## [YOUR ASSIGNMENT]
Lines to return, exactly: from the line with "use super::AppState;" to the line with "type Rejection = ServiceError;" in the entries below, both included.

## [THE RECORDS]
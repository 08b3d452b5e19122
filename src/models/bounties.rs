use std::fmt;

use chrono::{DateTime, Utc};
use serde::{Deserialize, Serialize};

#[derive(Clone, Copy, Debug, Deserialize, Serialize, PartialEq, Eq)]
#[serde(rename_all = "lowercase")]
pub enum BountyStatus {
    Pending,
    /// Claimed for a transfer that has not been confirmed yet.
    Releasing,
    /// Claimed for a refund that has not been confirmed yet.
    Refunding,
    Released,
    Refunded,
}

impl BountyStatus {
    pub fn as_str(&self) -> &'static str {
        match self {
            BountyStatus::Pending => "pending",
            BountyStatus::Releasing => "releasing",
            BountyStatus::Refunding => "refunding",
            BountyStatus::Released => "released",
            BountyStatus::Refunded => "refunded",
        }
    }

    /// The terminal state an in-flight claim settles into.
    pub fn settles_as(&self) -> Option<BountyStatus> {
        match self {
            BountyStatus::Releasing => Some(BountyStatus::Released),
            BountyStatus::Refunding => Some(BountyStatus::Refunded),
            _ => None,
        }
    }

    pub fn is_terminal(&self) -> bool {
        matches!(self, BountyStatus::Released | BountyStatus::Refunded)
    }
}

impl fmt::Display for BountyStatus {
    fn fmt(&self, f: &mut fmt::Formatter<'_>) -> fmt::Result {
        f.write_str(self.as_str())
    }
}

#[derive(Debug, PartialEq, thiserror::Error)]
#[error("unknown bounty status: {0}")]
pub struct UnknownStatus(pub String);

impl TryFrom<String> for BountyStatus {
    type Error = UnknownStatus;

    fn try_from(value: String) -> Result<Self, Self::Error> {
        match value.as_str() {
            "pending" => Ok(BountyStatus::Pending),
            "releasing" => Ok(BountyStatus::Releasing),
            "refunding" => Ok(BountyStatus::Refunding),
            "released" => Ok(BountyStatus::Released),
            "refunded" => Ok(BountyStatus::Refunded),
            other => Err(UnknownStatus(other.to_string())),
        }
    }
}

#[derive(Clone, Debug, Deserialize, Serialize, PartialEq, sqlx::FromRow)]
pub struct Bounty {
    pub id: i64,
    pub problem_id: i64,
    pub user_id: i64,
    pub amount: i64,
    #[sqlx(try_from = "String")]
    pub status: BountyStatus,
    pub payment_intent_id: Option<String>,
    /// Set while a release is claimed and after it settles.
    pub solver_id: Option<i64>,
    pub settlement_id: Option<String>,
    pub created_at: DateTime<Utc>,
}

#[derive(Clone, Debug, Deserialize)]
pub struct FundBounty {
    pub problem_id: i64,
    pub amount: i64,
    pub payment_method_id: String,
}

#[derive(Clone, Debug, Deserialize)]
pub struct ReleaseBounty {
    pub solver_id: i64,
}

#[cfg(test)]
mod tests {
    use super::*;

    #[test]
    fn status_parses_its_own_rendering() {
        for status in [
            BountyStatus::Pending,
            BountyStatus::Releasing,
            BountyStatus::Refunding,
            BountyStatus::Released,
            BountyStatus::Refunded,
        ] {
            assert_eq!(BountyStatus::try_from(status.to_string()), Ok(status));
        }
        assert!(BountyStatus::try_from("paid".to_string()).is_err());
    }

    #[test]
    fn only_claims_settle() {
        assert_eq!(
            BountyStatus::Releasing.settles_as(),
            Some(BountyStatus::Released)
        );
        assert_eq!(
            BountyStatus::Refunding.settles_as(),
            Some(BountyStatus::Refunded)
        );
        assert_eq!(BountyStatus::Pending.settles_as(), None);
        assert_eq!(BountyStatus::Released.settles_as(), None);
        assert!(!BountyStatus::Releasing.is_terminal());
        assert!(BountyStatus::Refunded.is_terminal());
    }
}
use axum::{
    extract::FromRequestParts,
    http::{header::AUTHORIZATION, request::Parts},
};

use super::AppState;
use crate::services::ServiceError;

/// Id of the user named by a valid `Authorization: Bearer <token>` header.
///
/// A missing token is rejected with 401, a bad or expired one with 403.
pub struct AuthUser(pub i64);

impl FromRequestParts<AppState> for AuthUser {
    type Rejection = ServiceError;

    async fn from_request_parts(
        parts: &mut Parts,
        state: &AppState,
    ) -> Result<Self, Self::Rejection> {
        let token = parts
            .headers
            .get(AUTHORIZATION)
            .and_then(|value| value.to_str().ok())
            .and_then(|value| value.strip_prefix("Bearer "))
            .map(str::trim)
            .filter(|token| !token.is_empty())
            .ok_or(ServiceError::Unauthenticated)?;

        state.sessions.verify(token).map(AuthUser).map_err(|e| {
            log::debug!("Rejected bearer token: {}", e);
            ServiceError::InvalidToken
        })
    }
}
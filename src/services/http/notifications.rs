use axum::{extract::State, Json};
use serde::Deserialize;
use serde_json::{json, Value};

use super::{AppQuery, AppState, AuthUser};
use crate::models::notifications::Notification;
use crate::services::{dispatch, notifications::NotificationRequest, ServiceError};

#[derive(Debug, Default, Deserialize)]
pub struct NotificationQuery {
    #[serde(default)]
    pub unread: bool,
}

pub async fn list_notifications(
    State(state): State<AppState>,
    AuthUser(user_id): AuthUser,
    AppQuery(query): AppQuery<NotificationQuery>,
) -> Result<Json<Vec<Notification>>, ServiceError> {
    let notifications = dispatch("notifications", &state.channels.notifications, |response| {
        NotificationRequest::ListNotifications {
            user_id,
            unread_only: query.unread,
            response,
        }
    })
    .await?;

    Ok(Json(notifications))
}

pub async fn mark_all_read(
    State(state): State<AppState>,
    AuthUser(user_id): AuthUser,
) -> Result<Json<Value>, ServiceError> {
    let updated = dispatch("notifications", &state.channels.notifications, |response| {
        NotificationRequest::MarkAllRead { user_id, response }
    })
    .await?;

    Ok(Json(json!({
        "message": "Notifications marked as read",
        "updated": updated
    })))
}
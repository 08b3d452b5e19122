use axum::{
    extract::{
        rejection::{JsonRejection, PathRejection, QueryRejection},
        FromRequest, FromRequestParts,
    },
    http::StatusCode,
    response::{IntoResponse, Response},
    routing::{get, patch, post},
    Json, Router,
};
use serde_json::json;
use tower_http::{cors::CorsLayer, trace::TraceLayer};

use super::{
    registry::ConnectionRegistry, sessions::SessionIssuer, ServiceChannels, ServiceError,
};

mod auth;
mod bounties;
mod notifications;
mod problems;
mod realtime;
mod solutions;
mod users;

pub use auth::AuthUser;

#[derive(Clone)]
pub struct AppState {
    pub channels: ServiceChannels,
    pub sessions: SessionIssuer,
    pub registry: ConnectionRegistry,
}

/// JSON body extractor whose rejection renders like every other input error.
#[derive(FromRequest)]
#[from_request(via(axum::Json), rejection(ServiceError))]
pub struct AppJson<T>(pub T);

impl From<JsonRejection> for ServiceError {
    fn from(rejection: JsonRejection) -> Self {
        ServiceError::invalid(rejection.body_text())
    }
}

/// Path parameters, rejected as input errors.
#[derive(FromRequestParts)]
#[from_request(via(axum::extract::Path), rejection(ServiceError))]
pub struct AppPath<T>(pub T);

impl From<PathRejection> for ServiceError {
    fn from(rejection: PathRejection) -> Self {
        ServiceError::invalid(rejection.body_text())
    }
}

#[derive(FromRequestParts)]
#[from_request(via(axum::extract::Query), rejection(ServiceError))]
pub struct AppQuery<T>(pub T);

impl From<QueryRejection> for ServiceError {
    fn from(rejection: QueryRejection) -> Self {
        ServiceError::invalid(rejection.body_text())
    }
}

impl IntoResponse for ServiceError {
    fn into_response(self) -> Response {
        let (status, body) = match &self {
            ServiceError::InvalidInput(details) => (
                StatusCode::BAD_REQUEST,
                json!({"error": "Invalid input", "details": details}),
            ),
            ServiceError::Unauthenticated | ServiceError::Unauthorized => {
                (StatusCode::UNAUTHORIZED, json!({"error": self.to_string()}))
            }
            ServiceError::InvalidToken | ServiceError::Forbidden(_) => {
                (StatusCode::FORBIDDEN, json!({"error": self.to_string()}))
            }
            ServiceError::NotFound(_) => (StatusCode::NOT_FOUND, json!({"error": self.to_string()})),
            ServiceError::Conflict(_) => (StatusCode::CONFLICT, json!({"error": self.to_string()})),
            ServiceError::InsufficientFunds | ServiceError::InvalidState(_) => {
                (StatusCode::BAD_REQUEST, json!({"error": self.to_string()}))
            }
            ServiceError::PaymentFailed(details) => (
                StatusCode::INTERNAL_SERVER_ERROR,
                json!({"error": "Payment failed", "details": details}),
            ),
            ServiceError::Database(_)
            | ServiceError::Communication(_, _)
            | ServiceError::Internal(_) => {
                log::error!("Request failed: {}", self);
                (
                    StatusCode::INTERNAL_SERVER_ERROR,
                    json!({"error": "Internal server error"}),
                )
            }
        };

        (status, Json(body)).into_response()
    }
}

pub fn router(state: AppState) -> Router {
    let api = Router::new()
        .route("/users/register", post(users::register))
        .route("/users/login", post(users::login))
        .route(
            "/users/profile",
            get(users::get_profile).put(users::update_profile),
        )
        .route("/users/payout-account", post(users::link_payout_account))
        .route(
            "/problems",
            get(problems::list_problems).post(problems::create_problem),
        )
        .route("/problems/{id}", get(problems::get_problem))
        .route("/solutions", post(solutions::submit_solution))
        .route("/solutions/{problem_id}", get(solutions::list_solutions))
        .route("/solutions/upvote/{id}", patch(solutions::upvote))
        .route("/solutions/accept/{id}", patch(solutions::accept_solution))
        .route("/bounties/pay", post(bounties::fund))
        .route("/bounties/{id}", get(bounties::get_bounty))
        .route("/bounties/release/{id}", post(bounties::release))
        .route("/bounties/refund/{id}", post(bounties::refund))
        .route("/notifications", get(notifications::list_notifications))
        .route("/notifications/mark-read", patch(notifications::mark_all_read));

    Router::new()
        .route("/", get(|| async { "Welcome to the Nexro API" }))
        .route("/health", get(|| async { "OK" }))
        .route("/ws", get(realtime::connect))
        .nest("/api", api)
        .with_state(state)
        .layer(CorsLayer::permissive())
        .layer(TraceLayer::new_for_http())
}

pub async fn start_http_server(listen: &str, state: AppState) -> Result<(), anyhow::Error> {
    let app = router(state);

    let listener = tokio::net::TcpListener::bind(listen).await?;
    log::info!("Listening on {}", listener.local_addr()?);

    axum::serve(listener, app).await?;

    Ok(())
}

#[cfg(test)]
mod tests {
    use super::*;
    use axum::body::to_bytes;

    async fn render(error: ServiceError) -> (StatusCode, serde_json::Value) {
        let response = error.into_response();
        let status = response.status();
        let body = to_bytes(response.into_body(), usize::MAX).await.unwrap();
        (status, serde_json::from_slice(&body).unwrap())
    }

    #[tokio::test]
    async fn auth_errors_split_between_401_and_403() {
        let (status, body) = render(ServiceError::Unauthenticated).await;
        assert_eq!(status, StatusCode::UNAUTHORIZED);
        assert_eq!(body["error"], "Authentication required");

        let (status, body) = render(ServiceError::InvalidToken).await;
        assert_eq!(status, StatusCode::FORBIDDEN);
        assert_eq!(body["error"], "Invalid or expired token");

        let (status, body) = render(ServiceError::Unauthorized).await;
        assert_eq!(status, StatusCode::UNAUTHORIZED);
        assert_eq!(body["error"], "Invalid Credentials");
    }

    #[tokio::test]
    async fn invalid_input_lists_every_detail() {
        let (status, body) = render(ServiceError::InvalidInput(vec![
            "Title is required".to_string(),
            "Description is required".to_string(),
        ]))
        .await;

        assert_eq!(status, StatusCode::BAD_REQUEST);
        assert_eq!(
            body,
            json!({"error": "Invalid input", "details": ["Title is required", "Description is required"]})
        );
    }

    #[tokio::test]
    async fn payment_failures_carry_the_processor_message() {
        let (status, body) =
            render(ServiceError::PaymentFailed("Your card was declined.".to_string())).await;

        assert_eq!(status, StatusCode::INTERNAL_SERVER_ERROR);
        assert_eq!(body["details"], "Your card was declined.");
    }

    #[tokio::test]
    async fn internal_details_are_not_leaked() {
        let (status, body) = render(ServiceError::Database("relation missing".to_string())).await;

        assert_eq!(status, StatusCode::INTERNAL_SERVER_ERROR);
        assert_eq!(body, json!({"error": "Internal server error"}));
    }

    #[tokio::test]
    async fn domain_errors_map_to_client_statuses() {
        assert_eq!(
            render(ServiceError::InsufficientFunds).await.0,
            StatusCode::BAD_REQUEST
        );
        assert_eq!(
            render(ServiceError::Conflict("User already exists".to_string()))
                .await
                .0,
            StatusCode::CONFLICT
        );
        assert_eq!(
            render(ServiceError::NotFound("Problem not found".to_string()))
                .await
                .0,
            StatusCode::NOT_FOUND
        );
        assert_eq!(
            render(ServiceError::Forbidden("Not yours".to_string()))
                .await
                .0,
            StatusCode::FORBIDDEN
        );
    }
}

## [SOLUTION TO THIS EXERCISE]
use super::AppState;
use crate::services::ServiceError;

/// Id of the user named by a valid `Authorization: Bearer <token>` header.
///
/// A missing token is rejected with 401, a bad or expired one with 403.
pub struct AuthUser(pub i64);

impl FromRequestParts<AppState> for AuthUser {
    type Rejection = ServiceError;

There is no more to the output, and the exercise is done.